Между тем, прототипы героев наших исторических фильмов жили в принципиально ином внутреннем ощущении мира – радостном. Даже ошибающиеся или преследуемые, подавленные историческими обстоятельствами, они оставались в светлом круге веры и знали спасительную силу благодати, видели метафизическую перспективу. Тому есть множество свидетельств. Вопрос, как передать этот животворный и творческий свет через пластический или драматический образ, остается открытым. Очевидно, нужно обладать этой утверждающей силой духа, которой и строилось наше государство, и создавалась наша культура. Сегодня этой силы нет, и мы своей внутренней дряблостью искажаем, конечно, невольно, историческую правду.
Естественно, возникает язвительный вопрос - почему голливудские исторические фильмы исполнены оптимизма, заражают энтузиазмом. Ответ на поверхности: там умеют не только любить свою страну, но и любоваться своей историей. А в нашем киноискусстве появился новый «большой стиль», «капреализм» - борьба плохого с худшим.
Вот и в сериале «Раскол» подробное вглядывание в судорожное подергивание ног человека, висящего на дыбе, в восковую хрупкость заострившегося носа покойной боярыни Урусовой сменяется образом грядущих перемен. По площади во главе потешного полка с яростной гитлерюгендовской выправкой вышагивает будущий бомбардир Петр Михайлов, по совместительству император Российской империи. Ворота в «чужую деревню» вновь закрылись.
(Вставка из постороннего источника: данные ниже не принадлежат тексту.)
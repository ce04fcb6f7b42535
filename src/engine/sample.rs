use crate::core::error::Result;
use crate::engine::AnalysisEngine;
use crate::model::{
    AnalysisResult, CategoryDistribution, DisplayValue, FeedbackLists, MetricValue,
    RadarProfile,
};

/// Built-in review of a senior engineer's resume, used when no input
/// document is given.
#[derive(Debug, Clone, Copy, Default)]
pub struct SampleEngine;

const METRICS: [(&str, SampleValue, Option<u32>); 7] = [
    ("ATS Compatibility", SampleValue::Text("Yes"), Some(92)),
    ("Keyword Match", SampleValue::Text("78%"), None),
    ("Experience Relevance", SampleValue::Text("80%"), None),
    ("Resume Length", SampleValue::Text("2 pages"), None),
    ("Action Verbs Used", SampleValue::Count(18), None),
    ("Grammar Issues", SampleValue::Count(2), None),
    ("Read Time", SampleValue::Text("2 mins"), None),
];

const RADAR: [(&str, u32); 5] = [
    ("Communication", 85),
    ("Technical", 92),
    ("Problem-Solving", 78),
    ("Cultural Fit", 88),
    ("Confidence", 82),
];

const SKILL_CATEGORIES: [(&str, f64); 5] = [
    ("Technical", 40.0),
    ("Leadership", 20.0),
    ("Communication", 15.0),
    ("Management", 10.0),
    ("Other", 15.0),
];

const HIGHLIGHTS: [&str; 4] = [
    "Led a team of 5 engineers to deliver a SaaS product on time.",
    "Improved system performance by 30% through code optimization.",
    "Collaborated with cross-functional teams to define project requirements.",
    "Mentored junior developers and conducted code reviews.",
];

const STRENGTHS: [&str; 3] = [
    "Strong technical background and leadership experience.",
    "Excellent communication and collaboration skills.",
    "Proactive in identifying and solving problems.",
];

const IMPROVEMENTS: [&str; 3] = [
    "Add more quantifiable achievements.",
    "Reduce resume length to 1 page if possible.",
    "Address minor grammar issues.",
];

#[derive(Debug, Clone, Copy)]
enum SampleValue {
    Text(&'static str),
    Count(i64),
}

impl From<SampleValue> for DisplayValue {
    fn from(value: SampleValue) -> Self {
        match value {
            SampleValue::Text(text) => DisplayValue::from(text),
            SampleValue::Count(count) => DisplayValue::Integer(count),
        }
    }
}

fn owned(items: &[&str]) -> Vec<String> {
    items.iter().map(|s| s.to_string()).collect()
}

impl AnalysisEngine for SampleEngine {
    fn name(&self) -> &str {
        "sample"
    }

    fn analyze(&self) -> Result<AnalysisResult> {
        let metrics = METRICS
            .iter()
            .map(|&(label, value, percent)| MetricValue::new(label, value, percent))
            .collect::<std::result::Result<Vec<_>, _>>()?;

        let result = AnalysisResult::builder()
            .resume_score(87)
            .communication_score(85)
            .readability_score(90)
            .metrics(metrics)
            .radar(RadarProfile::from_pairs(RADAR)?)
            .categories(CategoryDistribution::from_pairs(SKILL_CATEGORIES)?)
            .feedback(FeedbackLists::new(
                owned(&HIGHLIGHTS),
                owned(&STRENGTHS),
                owned(&IMPROVEMENTS),
            )?)
            .build()?;

        Ok(result)
    }
}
И дело не в том, что на экране нет привлекательных образов. Фильм как раз отличается обилием замечательных портретов. Даже удивительно, что режиссер смог найти так много аскетичных лиц (не гламурно худых, а именно аскетичных). И эти лица очень красивы. Запавшие глаза Неронова, милота округлого лица Марковны и ее дивный, чуть хрипловатый, все время ласковый говорочек, угрюмая сила мощного облика патриарха Никона… И, конечно, тонкое нервное лицо протопопа Аввакума. Лица есть. Силы, темперамента, внутреннего огня, пусть сжигающего, но и согревающего этих людей, - нет.
А ведь национальный гений, великий стилист Аввакум Петров отличался как раз неудержимой мощью натуры. Его литературный текст тому свидетельство. Про патриарха Никона нечего и говорить – во всех смыслах титаническая натура, великий созидатель, хотя и разрушитель в то же время. Трагизм церковного раскола, обернувшегося расколом народа, еще и в том, что многие поступки совершались импульсивно, страсти вели людей и историю (что греховно и пагубно). Проблема состоит в том, что в XVII веке даже благочестие было неистовым. А потом наступало раскаяние и горькое самоосуждение.
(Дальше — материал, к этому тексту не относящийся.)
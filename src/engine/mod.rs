//! Analysis engines
//!
//! An engine is whatever produces an `AnalysisResult`: a built-in sample
//! review or a JSON document written by an external analyzer. Reanalysis
//! means calling `analyze` again and replacing the previous result.

pub mod json_file;
pub mod sample;

use crate::core::error::Result;
use crate::model::AnalysisResult;

pub use json_file::JsonFileEngine;
pub use sample::SampleEngine;

/// Source of validated analysis results
pub trait AnalysisEngine {
    /// Short name used in log output
    fn name(&self) -> &str;

    /// Produce a fresh analysis result
    fn analyze(&self) -> Result<AnalysisResult>;
}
Раскол тогда совершился от избыточной силы – силы веры, характеров, любви, самонадеянности, жажды быстрых перемен. Но, главное, веры и преданности. А последствия раскола были очень серьезны. К сожалению, мы хорошо знаем, куда часто ведут благие намерения, не укрощенные смиренномудрием.
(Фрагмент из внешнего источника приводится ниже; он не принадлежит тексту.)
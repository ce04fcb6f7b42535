use serde::Serialize;

use crate::core::constants::{scores, titles};
use crate::core::error::ValidationError;
use crate::model::{AnalysisResult, DisplayValue};

/// Headline score card
#[derive(Debug, Clone, PartialEq, Eq, Serialize)]
pub struct SummaryCard {
    pub title: String,
    pub score: u32,
    pub max_score: u32,
}

/// Per-metric indicator card
#[derive(Debug, Clone, PartialEq, Serialize)]
pub struct MetricCard {
    pub label: String,
    pub value: DisplayValue,
    #[serde(skip_serializing_if = "Option::is_none")]
    pub percent: Option<u32>,
}

/// Headline scores in the fixed order resume, communication, readability.
///
/// # Examples
/// ```
/// use resumeboard::engine::{AnalysisEngine, SampleEngine};
/// use resumeboard::transform::to_summary_cards;
///
/// let result = SampleEngine.analyze().unwrap();
/// let cards = to_summary_cards(&result).unwrap();
/// assert_eq!(cards.len(), 3);
/// assert_eq!(cards[0].title, "Resume Score");
/// assert_eq!(cards[0].score, 87);
/// ```
pub fn to_summary_cards(result: &AnalysisResult) -> Result<[SummaryCard; 3], ValidationError> {
    result.validate()?;

    let card = |title: &str, score: u32| SummaryCard {
        title: title.to_string(),
        score,
        max_score: scores::MAX_SCORE,
    };

    Ok([
        card(titles::RESUME_SCORE, result.resume_score()),
        card(titles::COMMUNICATION, result.communication_score()),
        card(titles::READABILITY, result.readability_score()),
    ])
}

/// One card per metric, same order, nothing filtered out
pub fn to_metric_cards(result: &AnalysisResult) -> Result<Vec<MetricCard>, ValidationError> {
    result.validate()?;

    Ok(result
        .metrics()
        .iter()
        .map(|metric| MetricCard {
            label: metric.label().to_string(),
            value: metric.value().clone(),
            percent: metric.percent(),
        })
        .collect())
}

#[cfg(test)]
mod tests {
    use super::*;
    use crate::model::{CategoryDistribution, MetricValue, RadarProfile};

    fn result_with_metrics(metrics: Vec<MetricValue>) -> AnalysisResult {
        AnalysisResult::builder()
            .resume_score(87)
            .communication_score(85)
            .readability_score(90)
            .metrics(metrics)
            .radar(RadarProfile::from_pairs([("A", 1), ("B", 2), ("C", 3)]).unwrap())
            .categories(CategoryDistribution::from_pairs([("Technical", 1.0)]).unwrap())
            .build()
            .unwrap()
    }

    #[test]
    fn test_summary_cards_fixed_order() {
        let cards = to_summary_cards(&result_with_metrics(Vec::new())).unwrap();

        let expected = [("Resume Score", 87), ("Communication", 85), ("Readability", 90)];
        for (card, (title, score)) in cards.iter().zip(expected) {
            assert_eq!(card.title, title);
            assert_eq!(card.score, score);
            assert_eq!(card.max_score, 100);
        }
    }

    #[test]
    fn test_metric_cards_preserve_order_and_count() {
        let labels = [
            "ATS Compatibility",
            "Keyword Match",
            "Experience Relevance",
            "Resume Length",
            "Action Verbs Used",
            "Grammar Issues",
            "Read Time",
        ];
        let metrics = labels
            .iter()
            .map(|label| MetricValue::new(*label, "x", None).unwrap())
            .collect();

        let cards = to_metric_cards(&result_with_metrics(metrics)).unwrap();
        assert_eq!(cards.len(), 7);
        let card_labels: Vec<&str> = cards.iter().map(|c| c.label.as_str()).collect();
        assert_eq!(card_labels, labels);
    }

    #[test]
    fn test_metric_card_keeps_value_and_percent() {
        let metrics = vec![
            MetricValue::new("ATS Compatibility", "Yes", Some(92)).unwrap(),
            MetricValue::new("Grammar Issues", 2, None).unwrap(),
        ];
        let cards = to_metric_cards(&result_with_metrics(metrics)).unwrap();

        assert_eq!(cards[0].value, DisplayValue::Text("Yes".to_string()));
        assert_eq!(cards[0].percent, Some(92));
        assert_eq!(cards[1].value, DisplayValue::Integer(2));
        assert_eq!(cards[1].percent, None);
    }

    #[test]
    fn test_empty_metrics_give_no_cards() {
        let cards = to_metric_cards(&result_with_metrics(Vec::new())).unwrap();
        assert!(cards.is_empty());
    }
}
И здесь авторы фильма абсолютно правы. Надо все время оглядываться на исторический опыт и хорошо понимать, и все время помнить, что только в сохранении церковного единства, только в согласии может удержаться единство народа и Отечества. Все члены Церкви должны пойти друг другу навстречу, чтобы сохранить самое важное, за что лично каждый из нас ответит перед Богом, – церковное единство. Мы просто не можем позволить себе легкомыслия «невыученного урока».